Trinitarian Spirituality, 5: Mystagogy, Event Horizons, and the Nicene Creed

We’re exploring the idea of a Christian spirituality that is more thoroughly grounded in the Trinity, a teaching that is difficult, sometimes cryptic, and all too often inconsequential in actual Christian life and practice. We’re using Khaled Anatolios’ book (Retrieving Nicaea) as our guide, but his book is not primarily a theological study of Trinitarian doctrine.

This is a good place to pick up on the pearly gates image from our last post. My concern (not necessarily Anatolios’) is that we hold onto the doctrine of the Trinity in order to be “theological correct” rather than because it has any meaning or generates any passion for us. But the reason this conversation can really only take place after Easter is because this is, as I’ve mentioned, the time in the early church when the newly baptized would be taught the mysteries of the faith. They called these kinds of teachings mystagogy. They came after baptism because these are things that can only be approached on the near side of faith, as it were.

The thief on the cross, the teenager in a Young Life club, the inquirer or seeker, the curious and clever—none of these need to wrestle with the doctrine of the Trinity in order to come into relationship with God in Christ. They need to see Jesus. Jesus didn’t sit with Nicodemus and say, “Well, hey, there’s one more thing. If you want real life, you need to get this part…”

But the church found that, once we saw Jesus—really saw him, fell at his feet and worshipped him as immeasurably worthy—then the mysteries began to roll over one another, deeper and deeper; the simple step of faith became an adventure that Mr. Tumnus, in C.S. Lewis’ The Last Battle, described as “an onion: except that as you continue to go in and in, each circle is larger than the last.” The constant call and invitation in that magical place? “Don’t stop! Further up and further in!”

One friend, commenting on some of these posts, said, “Trying to understand the Trinity is like a physicist getting too close to an Event Horizon: it will suck you in.” Exactly!!

As long as we want to study the whole thing objectively, dissect its parts, and manipulate the data, we had darn well better stay at a safe distance. But Anatolios’ book is an exploration into the ways that the early church fathers so encountered this great mystery, the greatest of all Event Horizons, that they understood in some measure that “getting sucked in” is the whole point. God’s inner dynamic, his Three-in-Oneness, is an invitation into the mysteries of relationship with God, a relationship that moves past Martin Buber’s “I-Thou” encounter into Jesus’ wonderful dynamic of “I in the Father and you in me and I in you.”

So, we’re taking a historical approach to Trinitarian doctrine rather than a purely theological one. Obviously, we’re wading into deep theology, but Anatolios’ big argument is that we can only understand the ways the theological language worked itself out if we look at the ways that the early church fathers wrote and believed. They hammered out our Trinitarian formula in the essential creeds of the Church, but what, really, were they passionate about? What did they see? Where did the language come from? What did the words mean to them?

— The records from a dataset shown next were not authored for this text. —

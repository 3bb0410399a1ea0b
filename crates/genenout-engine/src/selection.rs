//! Tournament selection over population members.
//!
//! All tournament rounds of one evolution step derive their candidate
//! indices from a **single** base draw via modular offsets -- there is no
//! per-round randomness. For breeding round `i` and parent slot `s`, the
//! two candidate offsets are `base + 4*i + 2*s` and `base + 4*i + 2*s + 1`,
//! each reduced modulo the membership size. The higher-fitness candidate
//! wins; ties go to the lower gene id, so selection is fully deterministic.

use core::cmp::Ordering;

use genenout_types::{DnaSequence, GeneId};

/// Snapshot of one population member entering the tournaments.
#[derive(Debug, Clone, Copy, PartialEq, Eq)]
pub struct Contender {
    /// The member gene's id.
    pub id: GeneId,
    /// Fitness at the start of the evolution step.
    pub fitness: u64,
    /// Generation at the start of the evolution step.
    pub generation: u32,
    /// DNA fingerprint used for breeding.
    pub dna: DnaSequence,
}

/// Run one tournament and return the winning contender.
///
/// `round` is the breeding round index, `slot` selects the first or second
/// parent (0 or 1). Returns `None` only for an empty membership, which the
/// engine rules out before evolving.
#[must_use]
pub fn tournament(
    contenders: &[Contender],
    base_draw: u64,
    round: u64,
    slot: u64,
) -> Option<&Contender> {
    let first_offset = round.wrapping_mul(4).wrapping_add(slot.wrapping_mul(2));
    let second_offset = first_offset.wrapping_add(1);

    let first = candidate(contenders, base_draw, first_offset)?;
    let second = candidate(contenders, base_draw, second_offset)?;
    Some(winner(first, second))
}

/// Resolve the contender at a modular offset from the base draw.
fn candidate(contenders: &[Contender], base_draw: u64, offset: u64) -> Option<&Contender> {
    let len = u64::try_from(contenders.len()).ok()?;
    let index = base_draw.wrapping_add(offset).checked_rem(len)?;
    contenders.get(usize::try_from(index).ok()?)
}

/// Compare two contenders: higher fitness wins, ties go to the lower id.
fn winner<'a>(first: &'a Contender, second: &'a Contender) -> &'a Contender {
    match first.fitness.cmp(&second.fitness) {
        Ordering::Greater => first,
        Ordering::Less => second,
        Ordering::Equal => {
            if first.id <= second.id {
                first
            } else {
                second
            }
        }
    }
}
//! The gene and population records held by the registry store.
//!
//! Records are created by the evolution engine and mutated in place through
//! its operations; they are never deleted. A [`Population`] references genes
//! by id without owning them -- a gene's lifetime is independent of any
//! population that lists it.

use serde::{Deserialize, Serialize};

use crate::dna::DnaSequence;
use crate::ids::{ActorId, GeneId, PopulationId};

/// A registry record representing one individual: DNA fingerprint, fitness
/// score, lineage, and liveness flag.
#[derive(Debug, Clone, PartialEq, Eq, Serialize, Deserialize)]
pub struct Gene {
    /// Dense sequence number assigned at creation; immutable, never reused.
    pub id: GeneId,
    /// Fixed-width binary fingerprint, opaque beyond equality and hashing.
    pub dna_sequence: DnaSequence,
    /// Identity of the caller that produced this gene; authorizes fitness
    /// updates and termination.
    pub creator: ActorId,
    /// `0` for genesis genes; offspring carry
    /// `max(parent_a.generation, parent_b.generation) + 1`.
    pub generation: u32,
    /// Caller-supplied score; updatable in either direction.
    pub fitness: u64,
    /// `true` at creation; cleared only by explicit termination and never
    /// reset.
    pub is_alive: bool,
    /// First parent (`None` for genesis genes).
    pub parent_a: Option<GeneId>,
    /// Second parent (`None` for genesis genes).
    pub parent_b: Option<GeneId>,
    /// Set the first time fitness reaches the Omega-Prime threshold; never
    /// cleared.
    pub achieved_omega_prime: bool,
}

impl Gene {
    /// Whether this gene was created without parents.
    #[must_use]
    pub const fn is_genesis(&self) -> bool {
        self.parent_a.is_none() && self.parent_b.is_none()
    }
}

/// A bounded group of gene references with an aggregate fitness and its own
/// generation counter.
#[derive(Debug, Clone, PartialEq, Eq, Serialize, Deserialize)]
pub struct Population {
    /// Dense sequence number assigned at creation; independent of gene ids.
    pub id: PopulationId,
    /// Ordered member gene ids; non-empty, bounded by the policy's maximum
    /// population size. Entries are references, not ownership.
    pub gene_ids: Vec<GeneId>,
    /// Starts at `0`; incremented by exactly one on each successful
    /// evolution step.
    pub generation: u32,
    /// Integer mean of member fitness (truncating division), recomputed
    /// after every membership change.
    pub average_fitness: u64,
    /// Identity of the caller that created the population; the only actor
    /// authorized to evolve it.
    pub evolution_operator: ActorId,
}
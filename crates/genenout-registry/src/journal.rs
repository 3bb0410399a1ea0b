//! The append-only event journal.
//!
//! Every successful state-changing operation appends its observable events
//! here, in the order the operation defines, before returning. Entries are
//! never modified, removed, or reordered, so a subscriber that remembers
//! its last offset can consume the log incrementally.

use genenout_types::RegistryEvent;

/// Ordered, append-only log of [`RegistryEvent`] values.
#[derive(Debug, Default)]
pub struct EventJournal {
    /// All events, in emission order.
    entries: Vec<RegistryEvent>,
}

impl EventJournal {
    /// Create a new empty journal.
    #[must_use]
    pub const fn new() -> Self {
        Self {
            entries: Vec::new(),
        }
    }

    /// Number of events recorded so far.
    #[must_use]
    pub const fn len(&self) -> usize {
        self.entries.len()
    }

    /// Whether the journal has no events.
    #[must_use]
    pub const fn is_empty(&self) -> bool {
        self.entries.is_empty()
    }

    /// Append an event to the log.
    pub fn append(&mut self, event: RegistryEvent) {
        self.entries.push(event);
    }

    /// All events, in emission order.
    #[must_use]
    pub fn events(&self) -> &[RegistryEvent] {
        &self.entries
    }

    /// Events recorded at or after the given offset.
    ///
    /// An offset past the end yields an empty slice, so subscribers can
    /// poll with their last-seen length without bounds bookkeeping.
    #[must_use]
    pub fn events_since(&self, offset: usize) -> &[RegistryEvent] {
        self.entries.get(offset..).unwrap_or(&[])
    }
}

#[cfg(test)]
mod tests {
    use genenout_types::{ActorId, DnaSequence, GeneId};

    use super::*;

    fn created(id: u64) -> RegistryEvent {
        RegistryEvent::GeneCreated {
            id: GeneId::new(id),
            creator: ActorId::new(),
            dna_sequence: DnaSequence::derive("JOURNAL"),
        }
    }

    #[test]
    fn new_journal_is_empty() {
        let journal = EventJournal::new();
        assert!(journal.is_empty());
        assert_eq!(journal.len(), 0);
        assert!(journal.events().is_empty());
    }

    #[test]
    fn append_preserves_order() {
        let mut journal = EventJournal::new();
        journal.append(created(0));
        journal.append(created(1));

        let ids: Vec<_> = journal
            .events()
            .iter()
            .filter_map(|event| match event {
                RegistryEvent::GeneCreated { id, .. } => Some(*id),
                _ => None,
            })
            .collect();
        assert_eq!(ids, vec![GeneId::new(0), GeneId::new(1)]);
    }

    #[test]
    fn events_since_slices_the_tail() {
        let mut journal = EventJournal::new();
        journal.append(created(0));
        journal.append(created(1));
        journal.append(created(2));

        assert_eq!(journal.events_since(0).len(), 3);
        assert_eq!(journal.events_since(2).len(), 1);
        assert!(journal.events_since(3).is_empty());
        assert!(journal.events_since(100).is_empty());
    }
}
//! The evolution engine and its operation surface.
//!
//! The engine owns the registry store and the event journal and is the only
//! writer to either. State-changing operations take `&mut self`, so the
//! execution model is single-writer and strictly serialized: one operation
//! runs to completion -- success or failure -- before the next begins.
//! Read-only queries take `&self` and observe only fully-applied writes.
//!
//! Every operation follows validate-then-commit: all preconditions are
//! checked against current state before any mutation, so a failed call
//! leaves the registry byte-for-byte unchanged.

use tracing::{debug, info};

use genenout_registry::{EventJournal, RegistryError, RegistryStore};
use genenout_types::{
    ActorId, DnaSequence, Gene, GeneId, Population, PopulationId, RegistryEvent,
};

use crate::entropy::{DigestEntropy, DrawContext, EntropySource, StepRng};
use crate::error::EngineError;
use crate::genetics;
use crate::policy::EvolutionPolicy;
use crate::selection::{self, Contender};

/// The stateful evolution engine over a gene registry.
///
/// Generic over its [`EntropySource`] so harnesses can inject counted or
/// fixed sources; production code uses [`DigestEntropy`].
#[derive(Debug)]
pub struct EvolutionEngine<E = DigestEntropy> {
    /// Authoritative record tables and aggregates.
    store: RegistryStore,
    /// Append-only observable event log.
    journal: EventJournal,
    /// The registry owner, captured at construction; may update fitness or
    /// terminate any gene.
    owner: ActorId,
    /// Fixed policy parameters.
    policy: EvolutionPolicy,
    /// Source of per-operation base draws.
    entropy: E,
    /// Monotonic count of applied state-changing operations.
    step: u64,
}

impl EvolutionEngine {
    /// Create an engine with the default policy and production entropy.
    #[must_use]
    pub fn new(owner: ActorId) -> Self {
        Self::with_policy(owner, EvolutionPolicy::default())
    }

    /// Create an engine with a custom policy and production entropy.
    #[must_use]
    pub fn with_policy(owner: ActorId, policy: EvolutionPolicy) -> Self {
        Self::with_entropy(owner, policy, DigestEntropy::new())
    }
}
//! Evolution engine for the GENENOUT gene registry.
//!
//! Implements every state-changing domain operation as an atomic transition
//! over the registry store: genesis creation, crossover, fitness updates
//! with Omega-Prime achievement detection, gene termination, population
//! formation, and population evolution (tournament selection + breeding).
//!
//! Each operation validates all preconditions against the current state,
//! computes its delta, then commits and journals events -- or returns an
//! error with the state byte-for-byte unchanged. Pseudo-randomness is
//! derived from a monotonic step counter, the caller identity, and a digest
//! of prior state, so replaying the same ordered operation sequence against
//! the same initial state always yields identical records and events.
//!
//! # Modules
//!
//! - [`engine`] -- The [`EvolutionEngine`] and its operation surface
//! - [`policy`] -- Fixed policy parameters and the [`EvolutionPolicy`] config
//! - [`entropy`] -- Deterministic entropy derivation and the draw-counting
//!   test double
//! - [`genetics`] -- DNA recombination and mutation
//! - [`selection`] -- Tournament selection over population members
//! - [`error`] -- The [`EngineError`] operation-boundary error type

pub mod engine;
pub mod entropy;
pub mod error;
pub mod genetics;
pub mod policy;
pub mod selection;

// Re-export the primary surface at crate root.
pub use engine::EvolutionEngine;
pub use entropy::{CountingEntropy, DigestEntropy, DrawContext, EntropySource, StepRng};
pub use error::EngineError;
pub use policy::{
    CROSSOVER_RATE, EvolutionPolicy, MAX_POPULATION_SIZE, MUTATION_RATE, OMEGA_PRIME_THRESHOLD,
    PolicyError,
};
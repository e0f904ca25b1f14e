// third-party imports
use thiserror::Error;

// local imports
use crate::matcher::Malformed;

/// Error is an error which may be reported when validating a pattern.
///
/// Matching itself never fails; a malformed pattern simply matches nothing.
/// Offsets are in bytes from the start of the pattern.
#[derive(Error, Debug, Clone, Copy, PartialEq, Eq)]
pub enum Error {
    #[error("dangling escape at offset {offset}, nothing follows the backslash")]
    DanglingEscape { offset: usize },
    #[error("unterminated character class starting at offset {offset}")]
    UnterminatedClass { offset: usize },
}

impl Error {
    pub(crate) fn new(malformed: Malformed, offset: usize) -> Self {
        match malformed {
            Malformed::DanglingEscape => Self::DanglingEscape { offset },
            Malformed::UnterminatedClass => Self::UnterminatedClass { offset },
        }
    }

    /// Returns the byte offset of the construct that caused the error.
    pub fn offset(&self) -> usize {
        match self {
            Self::DanglingEscape { offset } | Self::UnterminatedClass { offset } => *offset,
        }
    }
}

/// Result is an alias for standard result with bound Error type.
pub type Result<T> = std::result::Result<T, Error>;
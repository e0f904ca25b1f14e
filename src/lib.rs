//! Glob-style wildcard matching for keys, topics and paths.
//!
//! A subject is matched as a whole against a pattern, one Unicode code point at a time,
//! the way key-pattern scans and pub/sub topic filters match their inputs.
//!
//! # Pattern Syntax
//!
//! - `*` - Matches zero or more code points
//! - `?` - Matches exactly one code point
//! - `[abc]` - Matches any one of the listed code points
//! - `[a-z]` - Matches one code point in the inclusive range, endpoints may come in any order
//! - `[^abc]`, `[^a-z]` - Matches one code point not in the class
//! - `\c` - Matches `c` literally, also inside a class
//! - Any other code point matches itself
//!
//! Inside a class, `-` followed by at least one more byte forms a range and its end point is
//! taken verbatim, so `[a-]` is not closed by its `]`. A leading `-` is a literal member.
//! `[]` matches nothing and `[^]` matches any single code point.
//!
//! # Malformed Patterns
//!
//! Matching never fails. An unterminated class (`[abc`) or a trailing backslash (`abc\`)
//! makes the whole match return `false`; it is never read as a literal. Use [`validate`]
//! to detect such patterns up front. Input that is not valid UTF-8 is compared as U+FFFD,
//! one per offending byte.
//!
//! # Examples
//!
//! ```
//! use keyglob::{matches, matches_fold};
//!
//! assert!(matches("hello world", "hello*"));
//! assert!(!matches("hello world", "jello*"));
//! assert!(matches("abc", "a[a-z]c"));
//! assert!(matches("azc", "a[^a-c]c"));
//! assert!(matches("hello*world", r"hello\*world"));
//! assert!(matches("my-folder/India/Karnataka/Ban", "my-folder/In*/Ka*/Ban"));
//!
//! assert!(matches_fold("NEWS/Sports", "news/*"));
//! ```
//!
//! # Cost
//!
//! Backtracking for `*` stops as soon as a nested `*` has proven that no shorter
//! remainder of the subject can match, which keeps patterns with many wildcards
//! polynomial in the input size.

// public modules
pub mod error;
pub mod syntax;

// private modules
mod case;
mod class;
mod matcher;
mod options;
mod utf8;

// public uses
pub use case::Case;
pub use error::{Error, Result};
pub use options::MatchOptions;
pub use syntax::{has_wildcards, validate, validate_bytes};

/// Tests whether the whole `subject` matches `pattern`, case-sensitively.
#[inline]
pub fn matches(subject: &str, pattern: &str) -> bool {
    MatchOptions::new(Case::Sensitive).matches(subject, pattern)
}

/// Tests whether the whole `subject` matches `pattern`, ignoring case.
///
/// Code points are compared through their simple lowercase mapping,
/// which covers ASCII as well as the rest of Unicode.
#[inline]
pub fn matches_fold(subject: &str, pattern: &str) -> bool {
    MatchOptions::new(Case::Insensitive).matches(subject, pattern)
}

/// Same as [`matches`] for a subject and a pattern given as borrowed raw bytes.
///
/// Neither buffer is copied or validated up front.
#[inline]
pub fn matches_bytes(subject: &[u8], pattern: &[u8]) -> bool {
    MatchOptions::new(Case::Sensitive).matches_bytes(subject, pattern)
}

/// Same as [`matches_fold`] for a subject and a pattern given as borrowed raw bytes.
#[inline]
pub fn matches_bytes_fold(subject: &[u8], pattern: &[u8]) -> bool {
    MatchOptions::new(Case::Insensitive).matches_bytes(subject, pattern)
}
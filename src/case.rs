// third-party imports
use serde::{Deserialize, Serialize};

// ---

/// Case sensitivity of a match.
///
/// In [`Case::Insensitive`] mode every compared code point is mapped through
/// its simple lowercase form at comparison time; neither input is transformed up front.
#[derive(Clone, Copy, Debug, Default, PartialEq, Eq, Hash, Deserialize, Serialize)]
#[serde(rename_all = "kebab-case")]
pub enum Case {
    #[default]
    Sensitive,
    Insensitive,
}

impl Case {
    #[inline]
    pub const fn from_fold(fold: bool) -> Self {
        if fold { Self::Insensitive } else { Self::Sensitive }
    }

    /// Maps `ch` to the form used for comparison.
    #[inline]
    pub fn fold(self, ch: char) -> char {
        match self {
            Self::Sensitive => ch,
            Self::Insensitive => lower(ch),
        }
    }

    #[inline]
    pub fn equal(self, a: char, b: char) -> bool {
        a == b || (self == Self::Insensitive && lower(a) == lower(b))
    }
}

/// Simple lowercase mapping: a code point whose full lowercase form expands to several
/// code points (only U+0130) maps to the first of them.
#[inline]
fn lower(ch: char) -> char {
    if ch.is_ascii() {
        ch.to_ascii_lowercase()
    } else {
        ch.to_lowercase().next().unwrap_or(ch)
    }
}
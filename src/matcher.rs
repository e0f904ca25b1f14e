// local imports
use crate::case::Case;
use crate::class::Class;
use crate::utf8::{char_len, decode};

// ---

/// Tests whether the whole `subject` matches `pattern`.
///
/// Both inputs are UTF-8 byte sequences; malformed bytes decode to U+FFFD one byte at a time.
/// The function is total: malformed pattern constructs make the match fail rather than error.
pub fn matches(subject: &[u8], pattern: &[u8], case: Case) -> bool {
    Search::new(case).run(subject, pattern)
}

// ---

/// A single step of a pattern.
#[derive(Clone, Copy, Debug, PartialEq, Eq)]
pub enum Term<'p> {
    Literal(char),
    Escaped(char),
    AnyOne,
    AnyRun,
    Class(Class<'p>),
}

impl Term<'_> {
    /// Tests whether the term accepts the subject code point `ch`.
    ///
    /// [`Term::AnyRun`] spans a variable number of code points and is never tested this way.
    #[inline]
    fn accepts(&self, ch: char, case: Case) -> bool {
        match self {
            Self::Literal(expected) | Self::Escaped(expected) => case.equal(*expected, ch),
            Self::AnyOne => true,
            Self::Class(class) => class.contains(ch, case),
            Self::AnyRun => false,
        }
    }
}

/// A pattern construct that cannot be decoded into a term.
#[derive(Clone, Copy, Debug, PartialEq, Eq)]
pub enum Malformed {
    /// `\` is the last byte of the pattern.
    DanglingEscape,
    /// `[` has no closing `]` before the end of the pattern.
    UnterminatedClass,
}

/// Decodes the term at the front of `pattern`.
///
/// Returns `None` for an empty pattern, otherwise the term with the rest of the pattern.
/// A run of consecutive `*` is returned as a single [`Term::AnyRun`].
pub fn next_term(pattern: &[u8]) -> Option<Result<(Term<'_>, &[u8]), Malformed>> {
    let (ch, len) = decode(pattern)?;
    let rest = &pattern[len..];

    Some(match ch {
        '*' => Ok((Term::AnyRun, skip_stars(rest))),
        '?' => Ok((Term::AnyOne, rest)),
        '[' => Class::split(rest)
            .map(|(class, rest)| (Term::Class(class), rest))
            .ok_or(Malformed::UnterminatedClass),
        '\\' => match decode(rest) {
            Some((escaped, len)) => Ok((Term::Escaped(escaped), &rest[len..])),
            None => Err(Malformed::DanglingEscape),
        },
        _ => Ok((Term::Literal(ch), rest)),
    })
}

#[inline]
fn skip_stars(pattern: &[u8]) -> &[u8] {
    let n = pattern.iter().take_while(|&&b| b == b'*').count();
    &pattern[n..]
}

// ---

/// State of one top-level match, threaded through the recursion for `*`.
struct Search {
    case: Case,
    // Set once no suffix of the current subject can satisfy the remaining pattern.
    // Every enclosing `*` gives up as soon as it sees it.
    cutoff: bool,
}

impl Search {
    fn new(case: Case) -> Self {
        Self { case, cutoff: false }
    }

    fn run(&mut self, mut subject: &[u8], mut pattern: &[u8]) -> bool {
        while let Some(next) = next_term(pattern) {
            let Ok((term, rest)) = next else {
                return false;
            };

            if let Term::AnyRun = term {
                return self.any_run(subject, rest);
            }

            let Some((ch, len)) = decode(subject) else {
                return false;
            };
            if !term.accepts(ch, self.case) {
                return false;
            }

            subject = &subject[len..];
            pattern = rest;

            if subject.is_empty() {
                pattern = skip_stars(pattern);
                break;
            }
        }

        pattern.is_empty() && subject.is_empty()
    }

    fn any_run(&mut self, mut subject: &[u8], pattern: &[u8]) -> bool {
        if pattern.is_empty() {
            return true;
        }

        while !subject.is_empty() {
            if self.run(subject, pattern) {
                return true;
            }
            if self.cutoff {
                return false;
            }
            subject = &subject[char_len(subject)..];
        }

        log::trace!("no suffix can match {:?}, cutting off longer runs", String::from_utf8_lossy(pattern));
        self.cutoff = true;
        false
    }
}
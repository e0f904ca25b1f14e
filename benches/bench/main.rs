// third-party imports
use criterion::criterion_main;

const ND: &str = ":"; // name delimiter
const GROUP: &str = "keyglob";

mod wildcard;

criterion_main!(wildcard::benches);
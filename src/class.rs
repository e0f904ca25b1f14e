// local imports
use crate::case::Case;
use crate::utf8::decode;

// ---

/// A bracket expression, `[...]` or `[^...]`, matching exactly one code point.
///
/// The body is a borrowed slice of the pattern, re-scanned on every evaluation.
#[derive(Clone, Copy, Debug, PartialEq, Eq)]
pub struct Class<'p> {
    negated: bool,
    body: &'p [u8],
}

impl<'p> Class<'p> {
    /// Splits a bracket expression off the front of `pattern`, which must start right
    /// after the opening `[`.
    ///
    /// Returns the class and the rest of the pattern after the closing `]`,
    /// or `None` if the pattern ends before an unescaped `]` is found.
    pub fn split(pattern: &'p [u8]) -> Option<(Self, &'p [u8])> {
        let (negated, body) = match pattern.split_first() {
            Some((b'^', rest)) => (true, rest),
            _ => (false, pattern),
        };

        let mut members = Members::new(body);
        for _ in members.by_ref() {}
        if !members.closed {
            return None;
        }

        // `]` is a single byte, the rest starts right after it
        let end = body.len() - members.rest.len() - 1;
        Some((
            Self {
                negated,
                body: &body[..end],
            },
            members.rest,
        ))
    }

    /// Returns the members of the class in pattern order.
    pub fn members(&self) -> Members<'p> {
        Members::new(self.body)
    }

    /// Tests whether `ch` belongs to the class, taking negation into account.
    pub fn contains(&self, ch: char, case: Case) -> bool {
        self.members().any(|member| member.contains(ch, case)) != self.negated
    }
}

// ---

/// A single unit of a bracket expression body.
#[derive(Clone, Copy, Debug, PartialEq, Eq)]
pub enum Member {
    Single(char),
    Range(char, char),
}

impl Member {
    #[inline]
    pub fn contains(self, ch: char, case: Case) -> bool {
        match self {
            Self::Single(member) => case.equal(member, ch),
            Self::Range(start, end) => {
                let (start, end) = if start > end { (end, start) } else { (start, end) };
                (case.fold(start)..=case.fold(end)).contains(&case.fold(ch))
            }
        }
    }
}

// ---

/// Iterator over the members of a bracket expression body.
///
/// Stops at the first unescaped `]`, setting `closed`, or at the end of input,
/// leaving `closed` unset. A `\` with nothing after it ends the iteration unclosed.
#[derive(Clone, Debug)]
pub struct Members<'p> {
    rest: &'p [u8],
    closed: bool,
}

impl<'p> Members<'p> {
    fn new(body: &'p [u8]) -> Self {
        Self { rest: body, closed: false }
    }
}

impl<'p> Iterator for Members<'p> {
    type Item = Member;

    fn next(&mut self) -> Option<Member> {
        if self.closed {
            return None;
        }

        let (ch, len) = decode(self.rest)?;
        let tail = &self.rest[len..];
        match ch {
            '\\' => {
                let Some((escaped, len)) = decode(tail) else {
                    self.rest = tail;
                    return None;
                };
                self.rest = &tail[len..];
                Some(Member::Single(escaped))
            }
            ']' => {
                self.rest = tail;
                self.closed = true;
                None
            }
            _ if tail.len() > 1 && tail[0] == b'-' => {
                let (end, len) = decode(&tail[1..])?;
                self.rest = &tail[1 + len..];
                Some(Member::Range(ch, end))
            }
            _ => {
                self.rest = tail;
                Some(Member::Single(ch))
            }
        }
    }
}
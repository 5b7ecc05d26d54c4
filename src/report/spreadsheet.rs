// src/report/spreadsheet.rs

use log::info;
use rust_xlsxwriter::{ColNum, Format, FormatAlign, RowNum, Workbook, Worksheet};
use std::path::{Path, PathBuf};

use super::layout::{MergeSpan, ReportLayout};
use super::ResultRow;
use crate::constants::{
    REPORT_COLUMN_WIDTHS, REPORT_HEADERS, REPORT_MAX_DATA_ROWS, REPORT_SHEET_NAME,
};
use crate::error::ReportError;

const COL_FILE: ColNum = 0;
const COL_CHANNEL: ColNum = 1;
const COL_PAIR: ColNum = 2;
const COL_MAX: ColNum = 3;
const COL_MIN: ColNum = 4;
const COL_AMPLITUDE: ColNum = 5;

/// Destination for the accumulated result rows. Called once per batch.
pub trait ReportSink {
    fn write_rows(&mut self, rows: &[ResultRow]) -> Result<(), ReportError>;
}

/// Writes the rows to a single-sheet `.xlsx` workbook with vertically merged
/// File and Channel cells.
#[derive(Debug, Clone)]
pub struct XlsxReport {
    path: PathBuf,
}

impl XlsxReport {
    pub fn new(path: impl Into<PathBuf>) -> Self {
        XlsxReport { path: path.into() }
    }

    pub fn path(&self) -> &Path {
        &self.path
    }
}

impl ReportSink for XlsxReport {
    fn write_rows(&mut self, rows: &[ResultRow]) -> Result<(), ReportError> {
        check_row_capacity(rows.len())?;

        let mut workbook = Workbook::new();
        let worksheet = workbook.add_worksheet();
        worksheet.set_name(REPORT_SHEET_NAME)?;
        write_sheet(worksheet, rows)?;
        workbook.save(&self.path)?;

        info!("Results saved to {}", self.path.display());
        Ok(())
    }
}

fn check_row_capacity(rows: usize) -> Result<(), ReportError> {
    if rows > REPORT_MAX_DATA_ROWS {
        return Err(ReportError::TooManyRows(rows));
    }
    Ok(())
}

/// File and Channel spans as `(column, span)`, File column first.
fn column_spans(layout: &ReportLayout) -> impl Iterator<Item = (ColNum, &MergeSpan)> {
    let files = layout.file_spans.iter().map(|span| (COL_FILE, span));
    let channels = layout.channel_spans.iter().map(|span| (COL_CHANNEL, span));
    files.chain(channels)
}

fn write_sheet(worksheet: &mut Worksheet, rows: &[ResultRow]) -> Result<(), ReportError> {
    let header_format = Format::new().set_bold();
    let centered = Format::new()
        .set_align(FormatAlign::Center)
        .set_align(FormatAlign::VerticalCenter);

    for (col, (header, width)) in REPORT_HEADERS.iter().zip(REPORT_COLUMN_WIDTHS).enumerate() {
        let col = col as ColNum;
        worksheet.write_string_with_format(0, col, *header, &header_format)?;
        worksheet.set_column_width(col, width)?;
    }
    worksheet.set_freeze_panes(1, 0)?;

    for (i, result) in rows.iter().enumerate() {
        let row = (i + 1) as RowNum;
        worksheet.write_number(row, COL_PAIR, result.pair as f64)?;
        write_value(worksheet, row, COL_MAX, result.max)?;
        write_value(worksheet, row, COL_MIN, result.min)?;
        write_value(worksheet, row, COL_AMPLITUDE, result.amplitude)?;
    }

    let layout = ReportLayout::from_rows(rows);
    for (col, span) in column_spans(&layout) {
        let row = &rows[span.first_row - 1];
        let label = if col == COL_FILE {
            row.file.as_str()
        } else {
            row.channel.as_str()
        };
        write_span(worksheet, span, col, label, &centered)?;
    }
    Ok(())
}

fn write_span(
    worksheet: &mut Worksheet,
    span: &MergeSpan,
    col: ColNum,
    label: &str,
    format: &Format,
) -> Result<(), ReportError> {
    let first = span.first_row as RowNum;
    let last = span.last_row as RowNum;
    if span.is_merged() {
        worksheet.merge_range(first, col, last, col, label, format)?;
    } else {
        worksheet.write_string_with_format(first, col, label, format)?;
    }
    Ok(())
}

/// Spreadsheets have no NaN or infinity; those are written as text.
fn write_value(
    worksheet: &mut Worksheet,
    row: RowNum,
    col: ColNum,
    value: f64,
) -> Result<(), ReportError> {
    if value.is_finite() {
        worksheet.write_number(row, col, value)?;
    } else {
        worksheet.write_string(row, col, &value.to_string())?;
    }
    Ok(())
}

/// Collects rows in memory instead of writing a file.
#[derive(Debug, Default, Clone)]
pub struct MemoryReport {
    pub rows: Vec<ResultRow>,
    pub writes: usize,
}

impl ReportSink for MemoryReport {
    fn write_rows(&mut self, rows: &[ResultRow]) -> Result<(), ReportError> {
        self.rows.extend_from_slice(rows);
        self.writes += 1;
        Ok(())
    }
}


// src/report/spreadsheet.rs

Maybe we should stop here and just talk for a minute about the Nicene Creed, the key Christian summary of Trinitarian doctrine. Some of you say it every Sunday in Church; others last saw it in a textbook in seminary; maybe some of you have never looked at it carefully. Here it is, in its final form as recited in the West:

We believe in one God,
the Father, the Almighty,
maker of heaven and earth,
of all that is, seen and unseen.

We believe in one Lord, Jesus Christ,
the only Son of God,
eternally begotten of the Father,
God from God, Light from Light,
true God from true God,
begotten, not made,
of one Being with the Father.
Through him all things were made.
For us and for our salvation
he came down from heaven:
by the power of the Holy Spirit
he became incarnate from the Virgin Mary,
and was made man.
For our sake he was crucified under Pontius Pilate;
he suffered death and was buried.
On the third day he rose again
in accordance with the Scriptures;
he ascended into heaven
and is seated at the right hand of the Father.
He will come again in glory to judge the living and the dead,
and his kingdom will have no end.

We believe in the Holy Spirit, the Lord, the giver of life,
who proceeds from the Father and the Son.
With the Father and the Son he is worshiped and glorified.
He has spoken through the Prophets.
We believe in one holy catholic and apostolic Church.
We acknowledge one baptism for the forgiveness of sins.
We look for the resurrection of the dead,
and the life of the world to come. Amen.

This Creed was the culmination of a large council of bishops who gathered together in Nicaea, which is a smallish town outside of Constantinople (today Istanbul), in A.D. 325. The council was provoked by a pastor in Egypt who had begun to introduce some new ideas (which were later deemed heretical) about the Trinity. Many believed these teachings were not true, but just as many or more believed they were true. (We’ll get to some of those teachings in future posts.) The Nicene Creed was supposed to close the door to those false teachings. It didn’t do a very good job, because the controversy went on and on; the Creed was actually revised by another council in 381, and the Creed we use (above) is that later council’s version (with one key exception, which we will address later too).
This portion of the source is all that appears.